Complete coding sequences of F gene (n = 5) were used for comparative genetic analyses. To determine the genotypes of NDV viruses, we used previously published NDV reference strains [3] and the maximum likelihood (ML) phylogenetic tree of the F segment was constructed using nucleotide sequences. These sequences were aligned using MUSCLE [40] and ML phylogeny was generated using GTR nucleotide substitution model, with among-site rate variation modelled using a discrete gamma distribution (GTR + G) using the MEGA 11 ((version 11.0.8) Tamura et al., Tokyo, Japan); ML model selection prior to tree construction recommended such model parameters incurring the lowest Bayesian Information Criterion (BIC) [41]. Bootstrap support values were generated using 500 rapid bootstrap replicates.
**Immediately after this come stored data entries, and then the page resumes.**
//! Built-in tool descriptors handled inline by the agent loop.

use switchyard_core::tool::{builtin, ToolDescriptor};

fn plan_task() -> ToolDescriptor {
    ToolDescriptor {
        name: builtin::PLAN_TASK.into(),
        description: "Think through the request and lay out an ordered plan before acting."
            .into(),
        parameters: serde_json::json!({
            "type": "object",
            "properties": {
                "thought": {
                    "type": "string",
                    "description": "Your reasoning about the request"
                },
                "steps": {
                    "type": "array",
                    "items": {"type": "string"},
                    "description": "Ordered steps you will take"
                }
            },
            "required": ["thought", "steps"]
        }),
    }
}

fn memory_remember() -> ToolDescriptor {
    ToolDescriptor {
        name: builtin::MEMORY_REMEMBER.into(),
        description: "Save an important fact to long-term memory.".into(),
        parameters: serde_json::json!({
            "type": "object",
            "properties": {
                "content": {
                    "type": "string",
                    "description": "The fact to remember"
                },
                "tags": {
                    "type": "string",
                    "description": "Comma-separated tags (optional)"
                }
            },
            "required": ["content"]
        }),
    }
}

fn memory_recall() -> ToolDescriptor {
    ToolDescriptor {
        name: builtin::MEMORY_RECALL.into(),
        description: "Search long-term memory for relevant facts.".into(),
        parameters: serde_json::json!({
            "type": "object",
            "properties": {
                "query": {
                    "type": "string",
                    "description": "What to look for"
                },
                "limit": {
                    "type": "number",
                    "description": "Maximum results (default 5)"
                }
            },
            "required": ["query"]
        }),
    }
}

fn dag_create_task() -> ToolDescriptor {
    ToolDescriptor {
        name: builtin::DAG_CREATE_TASK.into(),
        description: "Persist a task into the session's task graph. The description may be \
                      free-form text, or a JSON object {\"tool\", \"params\"} to dispatch a tool."
            .into(),
        parameters: serde_json::json!({
            "type": "object",
            "properties": {
                "description": {
                    "type": "string",
                    "description": "What the task should do"
                },
                "dependencies": {
                    "type": "array",
                    "items": {"type": "string"},
                    "description": "Ids of tasks that must complete first (optional)"
                }
            },
            "required": ["description"]
        }),
    }
}

fn dag_get_status() -> ToolDescriptor {
    ToolDescriptor {
        name: builtin::DAG_GET_STATUS.into(),
        description: "Inspect the session's task graph: tasks, statuses, and dependency edges."
            .into(),
        parameters: serde_json::json!({"type": "object", "properties": {}}),
    }
}

fn dag_execute() -> ToolDescriptor {
    ToolDescriptor {
        name: builtin::DAG_EXECUTE.into(),
        description: "Run the session's ready tasks in dependency order.".into(),
        parameters: serde_json::json!({"type": "object", "properties": {}}),
    }
}

/// The built-in descriptors advertised for a run. `plan_task` is always
/// present; memory tools require long-term memory; DAG tools require a
/// task store.
pub fn descriptors(has_memory: bool, has_dag: bool) -> Vec<ToolDescriptor> {
    let mut tools = vec![plan_task()];
    if has_memory {
        tools.push(memory_remember());
        tools.push(memory_recall());
    }
    if has_dag {
        tools.push(dag_create_task());
        tools.push(dag_get_status());
        tools.push(dag_execute());
    }
    tools
}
2.8. Pathogenicity Indices

The pathogenicity of the six sequenced NDV strains were assessed using mean death time (MDT) and intra cerebral pathogenicity index (ICPI). For the calculation of MDT, 10-fold serial dilutions (10−1 to 10−9) were prepared from fresh infective allantoic fluid using a sterile phosphate-buffered saline. 0.1 mL from each dilution was inoculated through the allantoic sac route of five SPF ECEs at 9–10 days old. The inoculated eggs were incubated at 37 °C and examined daily for 5–7 days, recording rate of mortality. The embryonic MDT was determined as described by Alexander and Senne [15].
For the calculation of ICPI, 60 one-day old chicks (10 chicks/sequenced NDV strain) were intracerebrally injected with a volume of 50 µL of a 10-fold dilution, prepared from freshly allantoic fluid of each NDV strain. The inoculated chicks were monitored daily for 8 days post-inoculation. The observation welfare scoring the chicks’ observation and the value of ICPI was determined according to OIE [31].

3. Results

3.1. Clinical Signs and Post-Mortem Lesions

At the time of sampling, both migratory and non-migratory wild birds were apparently healthy with no clinical disease signs. However, the clinical disease signs were observed in the domestic birds. In chickens, ruffled feathers, greenish diarrhoea, and respiratory distress (sneezing, swollen eyes, and gasping) were the predominant signs. Cyanosis of the head, comb, and wattles, as well as nervous distress, was also observed in some chickens; while in ducks, the predominant clinical signs were nervous distress and greenish diarrhoea. Furthermore, respiratory distress and diarrhoea were apparent in the turkey flock. The post-mortem examination of euthanized birds showed septicaemia and congestion in the internal organs and enteritis, with greenish intestinal contents in all examined birds. Haemorrhages were also observed in the caecal tonsils, the mucosa, and the glands, of the proventriculus of some chickens.

3.2. Virus Identification

The inoculation of SPF-ECEs with swab samples showed that some embryos died within 96 h. Among the infected embryos, 80.3% showed diffuse haemorrhages and congestion suggesting possible virus presence, either NDV and/or AIV. The tested harvested allantoic fluids (n = 138) revealed positive HA activity in 65.9% of samples (91/138). The positive HA samples were further confirmed by RT-PCR; NDV was detected in 93.4% (85/91) of the positive HA samples, which corresponded to 61.6% (85/138) of the total collected samples; 42% (58/138) were from domestic poultry flocks and 19.6% (27/138) were from wild birds. Finally, the total positive NDV samples of each population were 57.4% (58/101) and 72.9% (27/37) for domestic poultry and wild birds, respectively. From the 85 samples positive for NDV, 83.5% (71/85) were associated with a single infection with NDV, of which 71.8% (51/71) of these samples were from domestic poultry and 28.2% (20/71) wild birds, respectively. These corresponded to 51.4% (71/138) of total combined samples, 50.5% (51/101) of domestic poultry samples, and 54.1% (20/37) of wild bird samples, respectively. Further analysis showed the presence of AIV in 14.5% (20/138) of samples, either as a combined infection of both AIV and NDV 70% (14/20) from both domestic and wild bird samples (7 positive per each) or AIV alone in 30% (6/20) samples collected from domestic birds (Figure 1 and Figure 2).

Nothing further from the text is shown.